Maria de Fátima Silva: A heroína de Campo Redondo e Santa Cruz

Por João Mário Costa e Wenderson Micael Campos

Telefonista salvou mais de 5 mil pessoas ao alertar população sobre estouro de açude

Maria de Fátima exibe com orgulho o quadro que diz “Heroína de Campo Redondo e Santa Cruz (Foto: Wenderson Micael Campos)

O ano era 1981. 1º de abril. Uma tragédia viria acontecer naquele dia. Depois de uma semana chuvosa, o açude Mãe D’agua não suportou a força da água e rompeu, levando consigo tudo o que encontrou pela frente. O fatídico dia viria ser considerado a maior catástrofe natural da história da localidade, que une as cidades de Campo Redondo e Santa Cruz, na região do Trairi do estado.

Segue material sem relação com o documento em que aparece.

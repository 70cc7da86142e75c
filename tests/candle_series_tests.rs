use band_watch::model::candle::{CandleSeries, FoldOutcome};

const MINUTE: u64 = 60_000;

#[test]
fn ticks_within_window_fold_into_one_candle() {
    let mut s = CandleSeries::new(MINUTE, 100);
    assert!(s.is_empty());
    let start = 1_700_000_000_000;
    let prices = [2600.0, 2650.0, 2400.0];
    for (i, p) in prices.iter().enumerate() {
        s.fold(*p, start + i as u64 * 1000);
    }

    assert_eq!(s.len(), 1);
    let c = s.last().unwrap();
    assert_eq!(c.open_time, start);
    assert!((c.open - 2600.0).abs() < f64::EPSILON);
    assert!((c.high - 2650.0).abs() < f64::EPSILON);
    assert!((c.low - 2400.0).abs() < f64::EPSILON);
    assert!((c.close - 2400.0).abs() < f64::EPSILON);
}

#[test]
fn window_extremes_bound_every_tick() {
    let mut s = CandleSeries::new(MINUTE, 100);
    let prices = [10.0, 12.5, 9.75, 11.0, 11.0, 8.0, 13.25, 10.5];
    for (i, p) in prices.iter().enumerate() {
        s.fold(*p, i as u64 * 5_000);
    }

    let c = s.last().unwrap();
    for p in prices {
        assert!(c.high >= p);
        assert!(c.low <= p);
    }
    assert!(c.low <= c.open && c.open <= c.high);
    assert!(c.low <= c.close && c.close <= c.high);
    assert!((c.open - 10.0).abs() < f64::EPSILON);
    assert!((c.close - 10.5).abs() < f64::EPSILON);
}

#[test]
fn tick_at_or_after_window_opens_new_candle() {
    let mut s = CandleSeries::new(MINUTE, 100);
    assert_eq!(s.fold(100.0, 0), FoldOutcome::Opened);
    assert_eq!(s.fold(101.0, MINUTE - 1), FoldOutcome::Updated);
    assert_eq!(s.fold(102.0, MINUTE), FoldOutcome::Opened);
    assert_eq!(s.fold(103.0, 10 * MINUTE), FoldOutcome::Opened);

    let opens: Vec<u64> = s.candles().iter().map(|c| c.open_time).collect();
    assert_eq!(opens, vec![0, MINUTE, 10 * MINUTE]);
    // The earlier candle is left untouched.
    assert!((s.candles()[0].close - 101.0).abs() < f64::EPSILON);
}

#[test]
fn series_never_exceeds_capacity_and_evicts_oldest() {
    let mut s = CandleSeries::new(MINUTE, 100);
    for i in 0..250u64 {
        s.fold(1000.0 + i as f64, i * MINUTE);
        assert!(s.len() <= 100);
    }
    assert_eq!(s.len(), 100);
    assert_eq!(s.candles().first().unwrap().open_time, 150 * MINUTE);
    assert_eq!(s.candles().last().unwrap().open_time, 249 * MINUTE);
}

#[test]
fn small_capacity_keeps_latest_only() {
    let mut s = CandleSeries::new(1_000, 1);
    s.fold(1.0, 0);
    s.fold(2.0, 1_000);
    assert_eq!(s.len(), 1);
    assert!((s.last().unwrap().open - 2.0).abs() < f64::EPSILON);
}
use std::collections::HashMap;
use std::path::Path;

use band_watch::config::{Config, TWILIO_AUTH_TOKEN_ENV, TWILIO_SID_ENV};
use band_watch::notify::AlertPolicy;

const SAMPLE: &str = r#"
[market]
ticker_url = "https://api.coindcx.com/exchange/ticker"
symbol = "ethusdt"
poll_interval_ms = 1000
request_timeout_ms = 10000

[candles]
interval = "1m"
max_candles = 100

[band]
low = 2500.0
high = 2800.0

[notify]
enabled = true
api_base_url = "https://api.twilio.com"
from = "whatsapp:+14155238886"
to = "whatsapp:+15005550006"

[notify.policy]
kind = "cooldown"
cooldown_secs = 300

[ui]
refresh_rate_ms = 100
chart_height = 20

[logging]
level = "debug"
"#;

fn env(pairs: &[(&str, &str)]) -> HashMap<String, String> {
    pairs
        .iter()
        .map(|(k, v)| (k.to_string(), v.to_string()))
        .collect()
}

#[test]
fn parse_sample_toml() {
    let config: Config = toml::from_str(SAMPLE).unwrap();
    assert_eq!(config.market.market_symbol(), "ETHUSDT");
    assert_eq!(config.candles.window_ms().unwrap(), 60_000);
    assert_eq!(config.candles.max_candles, 100);
    assert!((config.band.step - 10.0).abs() < f64::EPSILON);
    assert_eq!(
        config.notify.policy,
        AlertPolicy::Cooldown { cooldown_secs: 300 }
    );
    assert_eq!(config.notify.request_timeout_ms, 10_000);
    assert!(config.notify.account_sid.is_empty());
}

#[test]
fn shipped_default_config_parses() {
    let config = Config::load_from(Path::new("config/default.toml")).unwrap();
    assert_eq!(config.market.market_symbol(), "ETHUSDT");
    assert_eq!(config.notify.policy, AlertPolicy::EveryTick);
    let band = config.band.to_band().unwrap();
    assert!((band.low() - 2500.0).abs() < f64::EPSILON);
    assert!((band.high() - 2800.0).abs() < f64::EPSILON);
}

#[test]
fn missing_policy_defaults_to_every_tick() {
    let without_policy = SAMPLE.replace(
        "[notify.policy]\nkind = \"cooldown\"\ncooldown_secs = 300\n",
        "",
    );
    let config: Config = toml::from_str(&without_policy).unwrap();
    assert_eq!(config.notify.policy, AlertPolicy::EveryTick);
}

#[test]
fn credentials_are_required_when_notifications_enabled() {
    let mut config: Config = toml::from_str(SAMPLE).unwrap();
    let vars = env(&[(TWILIO_SID_ENV, "AC123")]);
    let err = config
        .notify
        .load_credentials(|k| vars.get(k).cloned())
        .unwrap_err();
    assert!(err.to_string().contains(TWILIO_AUTH_TOKEN_ENV));
    // Startup validation also refuses to run without them.
    assert!(config.validate().is_err());

    let vars = env(&[(TWILIO_SID_ENV, "AC123"), (TWILIO_AUTH_TOKEN_ENV, "secret")]);
    config
        .notify
        .load_credentials(|k| vars.get(k).cloned())
        .unwrap();
    assert_eq!(config.notify.account_sid, "AC123");
    config.validate().unwrap();
}

#[test]
fn credentials_are_optional_when_notifications_disabled() {
    let mut config: Config = toml::from_str(SAMPLE).unwrap();
    config.notify.enabled = false;
    config.notify.load_credentials(|_| None).unwrap();
    config.validate().unwrap();
}

#[test]
fn validate_rejects_bad_values() {
    let mut base: Config = toml::from_str(SAMPLE).unwrap();
    base.notify.enabled = false;

    let mut c = base.clone();
    c.band.low = 3000.0;
    assert!(c.validate().is_err());

    let mut c = base.clone();
    c.candles.interval = "0m".to_string();
    assert!(c.validate().is_err());

    let mut c = base.clone();
    c.candles.interval = "1µ".to_string();
    assert!(c.validate().is_err());

    let mut c = base.clone();
    c.candles.max_candles = 0;
    assert!(c.validate().is_err());

    let mut c = base.clone();
    c.market.ticker_url = "not a url".to_string();
    assert!(c.validate().is_err());

    let mut c = base.clone();
    c.market.poll_interval_ms = 0;
    assert!(c.validate().is_err());

    let mut c = base.clone();
    c.band.step = 0.0;
    assert!(c.validate().is_err());

    let mut c = base;
    c.notify.policy = AlertPolicy::Cooldown { cooldown_secs: 0 };
    assert!(c.validate().is_err());
}
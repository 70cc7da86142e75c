pub mod band;
pub mod candle;
pub mod tick;
use super::*;

fn publish_band(app_state: &mut AppState, band_tx: &watch::Sender<ThresholdBand>, band: ThresholdBand) {
    app_state.band = band;
    band_tx.send_replace(band);
    tracing::info!(low = band.low(), high = band.high(), "Band updated");
    app_state.push_log(format!("Band set to {:.2} - {:.2}", band.low(), band.high()));
}

pub(super) fn handle_main_command(
    cmd: UiCommand,
    app_state: &mut AppState,
    band_tx: &watch::Sender<ThresholdBand>,
    running_tx: &watch::Sender<bool>,
    app_tx: &mpsc::Sender<AppEvent>,
) {
    match cmd {
        UiCommand::Pause | UiCommand::Resume => {
            let running = cmd == UiCommand::Resume;
            if *running_tx.borrow() != running {
                running_tx.send_replace(running);
                tracing::info!(running, "Polling state changed");
                let _ = app_tx.try_send(AppEvent::PollingState { running });
            }
        }
        UiCommand::EditBound(field) => {
            app_state.editor = Some(BandEditor::new(field, &app_state.band));
        }
        UiCommand::LowerBound(field) | UiCommand::RaiseBound(field) => {
            let delta = if matches!(cmd, UiCommand::LowerBound(_)) {
                -app_state.band_step
            } else {
                app_state.band_step
            };
            match step_bound(&app_state.band, field, delta) {
                Ok(band) => publish_band(app_state, band_tx, band),
                Err(e) => app_state.push_log(format!("[WARN] {}", e)),
            }
        }
        UiCommand::Quit => {}
    }
}

pub(super) fn handle_edit_command(
    cmd: EditCommand,
    app_state: &mut AppState,
    band_tx: &watch::Sender<ThresholdBand>,
) {
    let Some(editor) = app_state.editor.as_mut() else {
        return;
    };
    match cmd {
        EditCommand::Push(c) => editor.push(c),
        EditCommand::Backspace => editor.backspace(),
        EditCommand::Cancel => {
            app_state.editor = None;
        }
        EditCommand::Apply => {
            let result = editor.apply(&app_state.band);
            let field = editor.field;
            app_state.editor = None;
            match result {
                Ok(band) => publish_band(app_state, band_tx, band),
                Err(e) => {
                    tracing::warn!(field = field.label(), error = %e, "Rejected band edit");
                    app_state.push_log(format!("[ERR] {} bound rejected: {}", field.label(), e));
                }
            }
        }
    }
}
use std::collections::HashMap;
use std::sync::{Arc, Mutex};
use std::time::Duration;

use axum::extract::{Form, Path, State};
use axum::http::{HeaderMap, StatusCode};
use axum::response::IntoResponse;
use axum::routing::post;
use axum::{Json, Router};
use serde_json::json;

use band_watch::error::AppError;
use band_watch::notify::AlertSender;
use band_watch::twilio::rest::TwilioClient;

#[derive(Debug, Clone)]
struct Captured {
    account: String,
    authorization: Option<String>,
    form: HashMap<String, String>,
}

type Store = Arc<Mutex<Vec<Captured>>>;

async fn create_message(
    State(store): State<Store>,
    Path(account): Path<String>,
    headers: HeaderMap,
    Form(form): Form<HashMap<String, String>>,
) -> impl IntoResponse {
    let authorization = headers
        .get("authorization")
        .and_then(|v| v.to_str().ok())
        .map(str::to_string);
    let authorized = authorization.as_deref() == Some("Basic QUMxMjM6c2VjcmV0");
    store.lock().unwrap().push(Captured {
        account,
        authorization,
        form,
    });
    if authorized {
        (
            StatusCode::CREATED,
            Json(json!({"sid": "SM0001", "status": "queued"})),
        )
    } else {
        (
            StatusCode::UNAUTHORIZED,
            Json(json!({"code": 20003, "message": "Authenticate", "status": 401})),
        )
    }
}

async fn serve() -> (String, Store) {
    let store: Store = Arc::default();
    let app = Router::new()
        .route(
            "/2010-04-01/Accounts/{account}/Messages.json",
            post(create_message),
        )
        .route(
            "/plain/2010-04-01/Accounts/{account}/Messages.json",
            post(|| async { (StatusCode::BAD_GATEWAY, "upstream down") }),
        )
        .with_state(store.clone());
    let listener = tokio::net::TcpListener::bind("127.0.0.1:0").await.unwrap();
    let addr = listener.local_addr().unwrap();
    tokio::spawn(async move {
        axum::serve(listener, app).await.unwrap();
    });
    (format!("http://{}", addr), store)
}

fn client(base: &str, token: &str) -> TwilioClient {
    TwilioClient::new(
        base,
        "AC123",
        token,
        "whatsapp:+14155238886",
        "whatsapp:+15005550006",
        Duration::from_secs(5),
    )
    .unwrap()
}

#[tokio::test]
async fn send_posts_form_with_basic_auth() {
    let (base, store) = serve().await;
    let id = client(&format!("{}/", base), "secret")
        .send("ETHUSDT Alert: Current Price = 2600.00 (within 2500.00-2800.00)")
        .await
        .unwrap();
    assert_eq!(id, "SM0001");

    let captured = store.lock().unwrap().clone();
    assert_eq!(captured.len(), 1);
    let req = &captured[0];
    assert_eq!(req.account, "AC123");
    assert_eq!(req.authorization.as_deref(), Some("Basic QUMxMjM6c2VjcmV0"));
    assert_eq!(req.form["From"], "whatsapp:+14155238886");
    assert_eq!(req.form["To"], "whatsapp:+15005550006");
    assert!(req.form["Body"].contains("2600.00"));
}

#[tokio::test]
async fn api_error_body_is_decoded() {
    let (base, _store) = serve().await;
    let err = client(&base, "wrong").send("hello").await.unwrap_err();
    match err.downcast_ref::<AppError>() {
        Some(AppError::MessagingApi { code, msg }) => {
            assert_eq!(*code, 20003);
            assert_eq!(msg, "Authenticate");
        }
        other => panic!("expected messaging API error, got {:?}", other),
    }
}

#[tokio::test]
async fn non_json_error_keeps_raw_body() {
    let (base, _store) = serve().await;
    let err = client(&format!("{}/plain", base), "secret")
        .send("hello")
        .await
        .unwrap_err();
    let text = format!("{:#}", err);
    assert!(text.contains("upstream down"), "unexpected error: {}", text);
}
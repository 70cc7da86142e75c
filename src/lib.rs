pub mod coindcx;
pub mod config;
pub mod error;
pub mod event;
pub mod input;
pub mod model;
pub mod monitor;
pub mod notify;
pub mod twilio;
pub mod ui;
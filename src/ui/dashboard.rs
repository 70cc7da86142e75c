use ratatui::{
    buffer::Buffer,
    layout::Rect,
    style::{Color, Modifier, Style},
    text::{Line, Span},
    widgets::{Block, Borders, Paragraph, Widget},
};

use crate::input::{BandEditor, BandField};
use crate::model::band::ThresholdBand;

use super::{AlertBanner, BannerKind};

pub struct PricePanel<'a> {
    pub symbol: &'a str,
    pub price: Option<f64>,
    pub prev_price: Option<f64>,
    pub in_band: bool,
}

impl Widget for PricePanel<'_> {
    fn render(self, area: Rect, buf: &mut Buffer) {
        let price_color = match (self.price, self.prev_price) {
            (Some(p), Some(prev)) if p > prev => Color::Green,
            (Some(p), Some(prev)) if p < prev => Color::Red,
            _ => Color::White,
        };
        let price_str = self
            .price
            .map(|p| format!("{:.2}", p))
            .unwrap_or_else(|| "---".to_string());

        let mut spans = vec![
            Span::styled(
                format!("{}: ", self.symbol),
                Style::default().fg(Color::DarkGray),
            ),
            Span::styled(
                price_str,
                Style::default()
                    .fg(price_color)
                    .add_modifier(Modifier::BOLD),
            ),
        ];
        if self.in_band {
            spans.push(Span::styled(
                "  IN BAND",
                Style::default()
                    .fg(Color::Yellow)
                    .add_modifier(Modifier::BOLD),
            ));
        }

        let block = Block::default()
            .title(" Current Price ")
            .borders(Borders::ALL)
            .border_style(Style::default().fg(Color::DarkGray));

        Paragraph::new(Line::from(spans)).block(block).render(area, buf);
    }
}

pub struct BandPanel<'a> {
    pub band: &'a ThresholdBand,
    pub editor: Option<&'a BandEditor>,
}

impl Widget for BandPanel<'_> {
    fn render(self, area: Rect, buf: &mut Buffer) {
        let value_span = |label: &'static str, value: f64, editing: Option<&str>| {
            let text = match editing {
                Some(buffer) => format!("{}_", buffer),
                None => format!("{:.2}", value),
            };
            let style = if editing.is_some() {
                Style::default()
                    .fg(Color::Black)
                    .bg(Color::Yellow)
            } else {
                Style::default().fg(Color::White)
            };
            vec![
                Span::styled(label, Style::default().fg(Color::DarkGray)),
                Span::styled(text, style),
            ]
        };

        let editing_low = self
            .editor
            .filter(|e| e.field == BandField::Low)
            .map(|e| e.buffer.as_str());
        let editing_high = self
            .editor
            .filter(|e| e.field == BandField::High)
            .map(|e| e.buffer.as_str());

        let mut spans = value_span("Low: ", self.band.low(), editing_low);
        spans.push(Span::raw("   "));
        spans.extend(value_span("High: ", self.band.high(), editing_high));

        let block = Block::default()
            .title(" Alert Band ")
            .borders(Borders::ALL)
            .border_style(Style::default().fg(Color::DarkGray));

        Paragraph::new(Line::from(spans)).block(block).render(area, buf);
    }
}

pub struct BannerBar<'a> {
    pub banner: Option<&'a AlertBanner>,
}

impl Widget for BannerBar<'_> {
    fn render(self, area: Rect, buf: &mut Buffer) {
        let Some(banner) = self.banner else {
            return;
        };
        if area.is_empty() {
            return;
        }
        let (prefix, style) = match banner.kind {
            BannerKind::Success => (
                " OK ",
                Style::default().fg(Color::Black).bg(Color::Green),
            ),
            BannerKind::Error => (" ERR ", Style::default().fg(Color::White).bg(Color::Red)),
        };
        let line = Line::from(vec![
            Span::styled(prefix, style.add_modifier(Modifier::BOLD)),
            Span::raw(" "),
            Span::styled(banner.text.as_str(), Style::default().fg(Color::White)),
        ]);
        buf.set_line(area.x, area.y, &line, area.width);
    }
}

pub struct LogPanel<'a> {
    messages: &'a [String],
}

impl<'a> LogPanel<'a> {
    pub fn new(messages: &'a [String]) -> Self {
        Self { messages }
    }
}

impl Widget for LogPanel<'_> {
    fn render(self, area: Rect, buf: &mut Buffer) {
        let block = Block::default()
            .title(" Log ")
            .borders(Borders::ALL)
            .border_style(Style::default().fg(Color::DarkGray));
        let visible = block.inner(area).height as usize;
        let start = self.messages.len().saturating_sub(visible);

        let lines: Vec<Line> = self.messages[start..]
            .iter()
            .map(|msg| {
                let color = if msg.starts_with("[ERR]") {
                    Color::Red
                } else if msg.starts_with("[WARN]") {
                    Color::Yellow
                } else {
                    Color::Gray
                };
                Line::from(Span::styled(msg.as_str(), Style::default().fg(color)))
            })
            .collect();

        Paragraph::new(lines).block(block).render(area, buf);
    }
}

pub struct StatusBar<'a> {
    pub symbol: &'a str,
    pub paused: bool,
    pub notify_enabled: bool,
    pub tick_count: u64,
    pub skipped_count: u64,
    pub alerts_sent: u64,
    pub alerts_failed: u64,
}

impl Widget for StatusBar<'_> {
    fn render(self, area: Rect, buf: &mut Buffer) {
        if area.is_empty() {
            return;
        }
        let pause_status = if self.paused {
            Span::styled(
                " PAUSED ",
                Style::default()
                    .fg(Color::Yellow)
                    .add_modifier(Modifier::BOLD),
            )
        } else {
            Span::styled(" POLLING ", Style::default().fg(Color::Green))
        };
        let notify_status = if self.notify_enabled {
            Span::styled("alerts on", Style::default().fg(Color::Green))
        } else {
            Span::styled("alerts off", Style::default().fg(Color::DarkGray))
        };

        let line = Line::from(vec![
            Span::styled(
                " band-watch ",
                Style::default()
                    .fg(Color::White)
                    .add_modifier(Modifier::BOLD),
            ),
            Span::styled("| ", Style::default().fg(Color::DarkGray)),
            Span::styled(self.symbol, Style::default().fg(Color::Cyan)),
            Span::styled(" | ", Style::default().fg(Color::DarkGray)),
            pause_status,
            Span::styled(" | ", Style::default().fg(Color::DarkGray)),
            notify_status,
            Span::styled(" | ", Style::default().fg(Color::DarkGray)),
            Span::styled(
                format!(
                    "ticks: {} skipped: {} sent: {} failed: {}",
                    self.tick_count, self.skipped_count, self.alerts_sent, self.alerts_failed
                ),
                Style::default().fg(Color::DarkGray),
            ),
        ]);

        buf.set_line(area.x, area.y, &line, area.width);
    }
}

pub struct KeybindBar {
    pub editing: bool,
}

impl Widget for KeybindBar {
    fn render(self, area: Rect, buf: &mut Buffer) {
        if area.is_empty() {
            return;
        }
        let key = |k: &'static str| Span::styled(k, Style::default().fg(Color::Yellow));
        let text = |t: &'static str| Span::styled(t, Style::default().fg(Color::DarkGray));

        let line = if self.editing {
            Line::from(vec![
                text(" type a price  "),
                key("[Enter]"),
                text(" apply  "),
                key("[Esc]"),
                text(" cancel  "),
                key("[Bksp]"),
                text(" delete"),
            ])
        } else {
            Line::from(vec![
                key(" [Q]"),
                text("uit  "),
                key("[P]"),
                text("ause  "),
                key("[R]"),
                text("esume  "),
                key("[L]"),
                text("ow  "),
                key("[H]"),
                text("igh  "),
                key("'[' ']'"),
                text(" low -/+  "),
                key("'-' '+'"),
                text(" high -/+"),
            ])
        };

        buf.set_line(area.x, area.y, &line, area.width);
    }
}
//! TriG serializer for the event graph.
//!
//! Same statements as the Turtle output, wrapped in the graph's name
//! (`<https://amp.acdh.oeaw.ac.at/> { ... }`), or in the default graph
//! block when the graph is unnamed.

use crate::model::Graph;

use super::{iriref, prefix_block, subject_blocks};

/// Serializes `graph` to a TriG string.
#[must_use]
pub fn to_trig(graph: &Graph) -> String {
    let prefixes = prefix_block(graph);
    if graph.is_empty() {
        return prefixes;
    }
    let mut out = String::with_capacity(64 * graph.len());
    out.push_str(&prefixes);
    out.push('\n');
    match graph.name() {
        Some(name) => out.push_str(&format!("{} {{\n", iriref(name))),
        None => out.push_str("{\n"),
    }
    out.push_str(subject_blocks(graph, "    ").trim_end());
    out.push_str("\n}\n");
    out
}
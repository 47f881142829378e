//! `amp-conformance` — Validates the AMP event graph and its written artifacts.
//!
//! Rebuilds the graph from the transcript, checks the mapping invariants,
//! then re-parses `events.ttl` and `events.trig` (and `events.nt` if present)
//! and compares them with the rebuilt graph.
//!
//! **Usage:**
//! ```
//! amp-conformance [--input <path>] [--artifacts <path>] [--variant a|b]
//! ```
//!
//! Exits non-zero if any conformance check fails.

#![deny(
    clippy::unwrap_used,
    clippy::expect_used,
    clippy::panic,
    missing_docs,
    clippy::missing_errors_doc
)]

use std::path::PathBuf;
use std::process;

use amp_cidoc::Variant;
use amp_conformance::{run_all, RunPaths, Severity};
use anyhow::Result;
use clap::Parser;
use tracing_subscriber::EnvFilter;

/// Run the AMP event graph conformance suite.
#[derive(Parser)]
#[command(
    name = "amp-conformance",
    about = "Validate AMP event graph artifacts against the mapping invariants"
)]
struct Args {
    /// TEI/XML transcript the artifacts were built from.
    #[arg(long, default_value = "data/dh2023-xml-amp-transcript__0004.xml")]
    input: PathBuf,

    /// Path to the built artifacts directory (default: rdf/).
    #[arg(long, default_value = "rdf")]
    artifacts: PathBuf,

    /// Markup layout the artifacts were built with.
    #[arg(long, default_value = "a")]
    variant: Variant,
}

fn main() -> Result<()> {
    tracing_subscriber::fmt()
        .with_env_filter(EnvFilter::from_default_env())
        .with_target(false)
        .init();

    let args = Args::parse();

    let report = run_all(&RunPaths {
        input: args.input,
        artifacts: args.artifacts,
        variant: args.variant,
    })?;

    // Print results
    println!("AMP Event Graph Conformance Report");
    println!("==================================");
    println!();

    for result in &report.results {
        println!("[{}] {} — {}", result.severity.tag(), result.validator, result.message);
        for finding in &result.findings {
            println!("       {}", finding);
        }
    }

    let failed = report.count(Severity::Failure);
    println!();
    println!(
        "Summary: {} passed, {} warnings, {} failed",
        report.count(Severity::Pass),
        report.count(Severity::Warning),
        failed
    );

    if failed > 0 {
        eprintln!("Conformance FAILED: {} check(s) did not pass.", failed);
        process::exit(1);
    }

    println!("Conformance PASSED.");
    Ok(())
}
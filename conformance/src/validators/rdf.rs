//! RDF 1.1 Turtle / TriG validator.
//!
//! Validates that the written artifacts are well-formed and equivalent:
//! - `events.ttl` parses as Turtle
//! - `events.trig` parses as TriG (graph names are dropped for comparison)
//! - both hold the same triples, and as many as the live graph
//! - `events.nt`, when present, parses and matches too

use std::path::Path;

use anyhow::{anyhow, Context, Result};
use sophia_api::graph::Graph as _;
use sophia_api::source::{QuadSource, TripleSource};
use sophia_api::triple::Triple as _;
use sophia_inmem::graph::LightGraph;
use sophia_turtle::parser::{nt, trig, turtle};

use amp_cidoc::serializer::{NTRIPLES_FILE, TRIG_FILE, TURTLE_FILE};
use amp_cidoc::Graph;

use crate::report::{CheckResult, ConformanceReport, Finding};

const VALIDATOR: &str = "rdf";

/// Validates the artifacts in `artifacts` against the live `graph`.
///
/// # Errors
///
/// Returns an error if an artifact exists but cannot be read.
pub fn validate(artifacts: &Path, graph: &Graph) -> Result<ConformanceReport> {
    let mut report = ConformanceReport::new();

    let turtle = load(artifacts, TURTLE_FILE, parse_turtle, &mut report)?;
    let trig = load(artifacts, TRIG_FILE, parse_trig, &mut report)?;

    if let Some(parsed) = &turtle {
        check_count(TURTLE_FILE, parsed, graph, &mut report);
    }
    if let (Some(turtle), Some(trig)) = (&turtle, &trig) {
        check_same(TURTLE_FILE, turtle, TRIG_FILE, trig, &mut report)?;
    }

    if artifacts.join(NTRIPLES_FILE).exists() {
        let ntriples = load(artifacts, NTRIPLES_FILE, parse_ntriples, &mut report)?;
        if let (Some(turtle), Some(ntriples)) = (&turtle, &ntriples) {
            check_same(TURTLE_FILE, turtle, NTRIPLES_FILE, ntriples, &mut report)?;
        }
    }

    Ok(report)
}

/// Parses a Turtle document.
///
/// # Errors
///
/// Returns the parser's message on malformed input.
pub fn parse_turtle(content: &str) -> Result<LightGraph> {
    turtle::parse_str(content)
        .collect_triples()
        .map_err(|e| anyhow!("{e}"))
}

/// Parses a TriG document, merging all graphs into one triple set.
///
/// # Errors
///
/// Returns the parser's message on malformed input.
pub fn parse_trig(content: &str) -> Result<LightGraph> {
    trig::parse_str(content)
        .to_triples()
        .collect_triples()
        .map_err(|e| anyhow!("{e}"))
}

/// Parses an N-Triples document.
///
/// # Errors
///
/// Returns the parser's message on malformed input.
pub fn parse_ntriples(content: &str) -> Result<LightGraph> {
    nt::parse_str(content)
        .collect_triples()
        .map_err(|e| anyhow!("{e}"))
}

/// Number of triples of `from` absent from `into`.
///
/// # Errors
///
/// Returns an error if either graph fails to iterate.
pub fn missing_triples(from: &LightGraph, into: &LightGraph) -> Result<usize> {
    let mut missing = 0;
    for t in from.triples() {
        let t = t.map_err(|e| anyhow!("{e}"))?;
        if !into
            .contains(t.s(), t.p(), t.o())
            .map_err(|e| anyhow!("{e}"))?
        {
            missing += 1;
        }
    }
    Ok(missing)
}

fn load(
    artifacts: &Path,
    file: &str,
    parse: fn(&str) -> Result<LightGraph>,
    report: &mut ConformanceReport,
) -> Result<Option<LightGraph>> {
    let path = artifacts.join(file);
    if !path.exists() {
        report.push(CheckResult::fail(
            VALIDATOR,
            format!("{file} not found in artifacts directory"),
            vec![Finding::new(path.display().to_string(), "missing")],
        ));
        return Ok(None);
    }

    let content = std::fs::read_to_string(&path)
        .with_context(|| format!("Failed to read {}", path.display()))?;
    match parse(&content) {
        Ok(parsed) => {
            report.push(CheckResult::pass(
                VALIDATOR,
                format!(
                    "{file} parses ({} triples, {} bytes)",
                    parsed.triples().count(),
                    content.len()
                ),
            ));
            Ok(Some(parsed))
        }
        Err(e) => {
            report.push(CheckResult::fail(
                VALIDATOR,
                format!("{file} does not parse"),
                vec![Finding::new(file, e.to_string())],
            ));
            Ok(None)
        }
    }
}

fn check_count(file: &str, parsed: &LightGraph, graph: &Graph, report: &mut ConformanceReport) {
    let count = parsed.triples().count();
    if count == graph.len() {
        report.push(CheckResult::pass(
            VALIDATOR,
            format!("{file} holds all {count} mapped triples"),
        ));
    } else {
        report.push(CheckResult::fail(
            VALIDATOR,
            format!("{file} holds {count} triples, mapping produced {}", graph.len()),
            vec![Finding::new(file, format!("{count} of {} triples", graph.len()))],
        ));
    }
}

fn check_same(
    left_name: &str,
    left: &LightGraph,
    right_name: &str,
    right: &LightGraph,
    report: &mut ConformanceReport,
) -> Result<()> {
    let only_left = missing_triples(left, right)?;
    let only_right = missing_triples(right, left)?;
    if only_left == 0 && only_right == 0 {
        report.push(CheckResult::pass(
            VALIDATOR,
            format!("{left_name} and {right_name} hold the same triples"),
        ));
    } else {
        report.push(CheckResult::fail(
            VALIDATOR,
            format!("{left_name} and {right_name} differ"),
            vec![
                Finding::new(left_name, format!("{only_left} triple(s) not in {right_name}")),
                Finding::new(right_name, format!("{only_right} triple(s) not in {left_name}")),
            ],
        ));
    }
    Ok(())
}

No meio de todo esse caos, um importante personagem surge como heroína da história: a então telefonista Maria de Fátima Silva. Na época, Fátima trabalhava na central telefônica de Campo Redondo. Em mais um dia trabalho, ela foi avisada sobre o rompimento do açude e teve a importante missão de comunicar que a inundação chegaria à cidade de Santa Cruz. O que ela não esperava era que a primeira ligação, feita ao então secretário do prefeito, não surtiria efeito algum. Mesmo com o aviso, a população não acreditou na informação, tendo em vista que era 1º de abril, conhecido como “dia da mentira”. Dona Fátima, entretanto, não desistiu da sua missão de salvar milhares de vidas.

Ela resolveu ligar, então, para o monsenhor Raimundo, que confirmou a informação aos moradores, que puderam escapar do caminho da água, que viria atingir o açude de Santa Cruz, fazendo com que ele rompesse. “Liguei para o monsenhor Raimundo. Eles saíram avisando no carro de som, dizendo que a telefonista tinha ligado, que a chuva estava muito forte, o açude poderia ir embora e que eles se afastassem da cidade”, lembra Maria de Fátima, hoje com 60 anos. A ex-telefonista relembra com satisfação do seu feito.

A heroína de Campo Redondo e Santa Cruz, como ela gosta de ser reconhecida e como fez questão de nos mostrar que está escrito em um quadro que ganhou, conta que, depois do ocorrido, ficou muito feliz por ter salvo tanta gente, apesar de toda tristeza dos moradores e destruição das cidades.

Maria de Fátima recebeu diversas homenagens pelo seu grande feito, os quais exibe com orgulho, como a homenagem oferecida pelo então governador da época, Lavosier Maia, e o título de cidadã Santa-Cruzense, recebido em maio de 2016.

Parte da ponte de Campo Redondo que foi arrastada pela enxurrada
(Foto: Wenderson Micael Campos)

O AVC fez com que a memória de Maria de Fátima parasse com acontecimentos vividos por ela naquele dia, assim também permanece parte da antiga ponte, símbolo da tragédia, que se destaca na paisagem, após ter sido arrastada pelas águas. Lembranças que o tempo e as demais circunstâncias não foram capazes de apagar.